WHAT IS BEING ASKED
Could you return every line of the records below that contains the word "move"?
(Beginning of INFORMATION SUPPLIED)
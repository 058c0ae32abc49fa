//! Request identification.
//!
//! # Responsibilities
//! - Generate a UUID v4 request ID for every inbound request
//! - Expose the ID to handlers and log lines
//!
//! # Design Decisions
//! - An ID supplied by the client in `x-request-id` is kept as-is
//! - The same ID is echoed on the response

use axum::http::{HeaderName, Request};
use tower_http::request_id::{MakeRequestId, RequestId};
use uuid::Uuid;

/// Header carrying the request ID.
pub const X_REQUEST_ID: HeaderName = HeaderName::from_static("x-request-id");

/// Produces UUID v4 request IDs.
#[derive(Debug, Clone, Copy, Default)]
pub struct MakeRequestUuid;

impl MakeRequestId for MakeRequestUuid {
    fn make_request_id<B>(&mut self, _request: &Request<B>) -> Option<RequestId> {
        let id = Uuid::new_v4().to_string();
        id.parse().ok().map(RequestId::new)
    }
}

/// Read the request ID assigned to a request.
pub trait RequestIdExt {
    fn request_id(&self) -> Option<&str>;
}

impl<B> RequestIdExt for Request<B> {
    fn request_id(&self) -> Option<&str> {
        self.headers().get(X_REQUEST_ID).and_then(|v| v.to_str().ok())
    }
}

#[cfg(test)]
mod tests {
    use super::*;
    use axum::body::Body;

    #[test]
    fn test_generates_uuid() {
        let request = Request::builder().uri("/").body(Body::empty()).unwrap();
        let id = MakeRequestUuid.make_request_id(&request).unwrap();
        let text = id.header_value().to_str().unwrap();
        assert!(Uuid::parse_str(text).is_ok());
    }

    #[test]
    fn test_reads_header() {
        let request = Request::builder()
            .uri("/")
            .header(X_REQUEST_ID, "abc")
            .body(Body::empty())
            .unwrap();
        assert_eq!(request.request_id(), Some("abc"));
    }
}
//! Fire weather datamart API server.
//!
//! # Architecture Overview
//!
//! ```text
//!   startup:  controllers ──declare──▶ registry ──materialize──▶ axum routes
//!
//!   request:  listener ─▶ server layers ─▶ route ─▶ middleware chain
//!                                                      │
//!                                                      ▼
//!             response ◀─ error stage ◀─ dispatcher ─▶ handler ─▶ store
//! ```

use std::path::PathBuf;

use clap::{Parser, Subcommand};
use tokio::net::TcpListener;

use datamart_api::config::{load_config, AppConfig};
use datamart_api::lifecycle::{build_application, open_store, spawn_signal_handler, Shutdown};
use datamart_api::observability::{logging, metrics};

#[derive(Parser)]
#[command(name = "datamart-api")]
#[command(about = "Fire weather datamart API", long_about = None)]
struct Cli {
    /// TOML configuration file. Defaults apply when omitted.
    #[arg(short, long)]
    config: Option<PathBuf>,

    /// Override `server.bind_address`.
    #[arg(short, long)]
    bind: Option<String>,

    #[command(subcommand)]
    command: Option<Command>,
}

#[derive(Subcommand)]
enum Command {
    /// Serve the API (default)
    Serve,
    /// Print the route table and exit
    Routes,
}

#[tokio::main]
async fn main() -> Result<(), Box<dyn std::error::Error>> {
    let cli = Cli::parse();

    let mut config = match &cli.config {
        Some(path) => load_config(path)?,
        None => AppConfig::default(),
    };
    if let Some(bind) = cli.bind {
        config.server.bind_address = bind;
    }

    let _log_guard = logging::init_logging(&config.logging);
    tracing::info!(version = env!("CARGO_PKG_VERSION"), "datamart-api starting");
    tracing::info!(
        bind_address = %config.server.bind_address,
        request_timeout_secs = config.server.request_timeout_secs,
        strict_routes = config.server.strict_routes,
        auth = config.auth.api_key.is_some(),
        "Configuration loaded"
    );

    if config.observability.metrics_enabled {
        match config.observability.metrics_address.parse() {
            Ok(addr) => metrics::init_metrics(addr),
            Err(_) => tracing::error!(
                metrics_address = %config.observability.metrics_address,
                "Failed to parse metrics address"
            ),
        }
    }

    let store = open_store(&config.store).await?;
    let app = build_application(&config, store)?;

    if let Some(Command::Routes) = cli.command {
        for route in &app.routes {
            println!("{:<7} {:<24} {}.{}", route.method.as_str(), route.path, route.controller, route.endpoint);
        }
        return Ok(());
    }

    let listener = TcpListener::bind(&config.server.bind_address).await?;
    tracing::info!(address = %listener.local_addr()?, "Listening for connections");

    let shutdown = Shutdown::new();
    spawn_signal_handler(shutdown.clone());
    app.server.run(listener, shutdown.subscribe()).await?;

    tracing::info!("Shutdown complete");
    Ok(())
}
(End of INFORMATION SUPPLIED)
(Beginning of INFORMATION SUPPLIED)
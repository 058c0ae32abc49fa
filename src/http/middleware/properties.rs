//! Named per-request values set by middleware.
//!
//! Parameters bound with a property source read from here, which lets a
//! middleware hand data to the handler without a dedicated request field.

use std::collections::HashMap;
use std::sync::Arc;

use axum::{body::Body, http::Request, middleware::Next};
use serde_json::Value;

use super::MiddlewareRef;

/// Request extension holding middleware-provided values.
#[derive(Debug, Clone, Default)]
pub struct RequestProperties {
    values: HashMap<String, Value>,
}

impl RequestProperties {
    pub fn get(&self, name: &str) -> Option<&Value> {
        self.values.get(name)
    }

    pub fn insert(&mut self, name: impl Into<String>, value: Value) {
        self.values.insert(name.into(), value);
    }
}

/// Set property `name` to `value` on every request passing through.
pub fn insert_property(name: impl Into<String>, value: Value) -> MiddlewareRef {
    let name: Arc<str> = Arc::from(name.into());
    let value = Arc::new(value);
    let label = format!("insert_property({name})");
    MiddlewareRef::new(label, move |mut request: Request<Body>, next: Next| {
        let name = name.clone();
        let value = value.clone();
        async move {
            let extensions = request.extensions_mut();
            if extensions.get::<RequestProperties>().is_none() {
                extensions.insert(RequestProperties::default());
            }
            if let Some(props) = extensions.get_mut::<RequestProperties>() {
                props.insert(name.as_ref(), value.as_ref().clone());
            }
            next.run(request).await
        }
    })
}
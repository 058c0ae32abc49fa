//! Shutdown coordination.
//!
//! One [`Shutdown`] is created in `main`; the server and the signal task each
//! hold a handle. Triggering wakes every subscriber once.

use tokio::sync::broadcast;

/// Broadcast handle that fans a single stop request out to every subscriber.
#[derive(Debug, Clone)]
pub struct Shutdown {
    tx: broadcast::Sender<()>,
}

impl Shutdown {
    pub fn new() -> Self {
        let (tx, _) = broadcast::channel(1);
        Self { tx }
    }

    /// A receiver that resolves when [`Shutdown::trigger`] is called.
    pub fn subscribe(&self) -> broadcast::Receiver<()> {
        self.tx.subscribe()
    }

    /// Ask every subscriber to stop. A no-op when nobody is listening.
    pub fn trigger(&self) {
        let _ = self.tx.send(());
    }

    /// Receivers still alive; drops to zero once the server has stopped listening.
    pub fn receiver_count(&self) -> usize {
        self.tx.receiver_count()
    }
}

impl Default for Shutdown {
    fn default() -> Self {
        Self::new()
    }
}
(End of INFORMATION SUPPLIED)
ANSWER BELOW
    MiddlewareRef::new(label, move |mut request: Request<Body>, next: Next| {
        async move {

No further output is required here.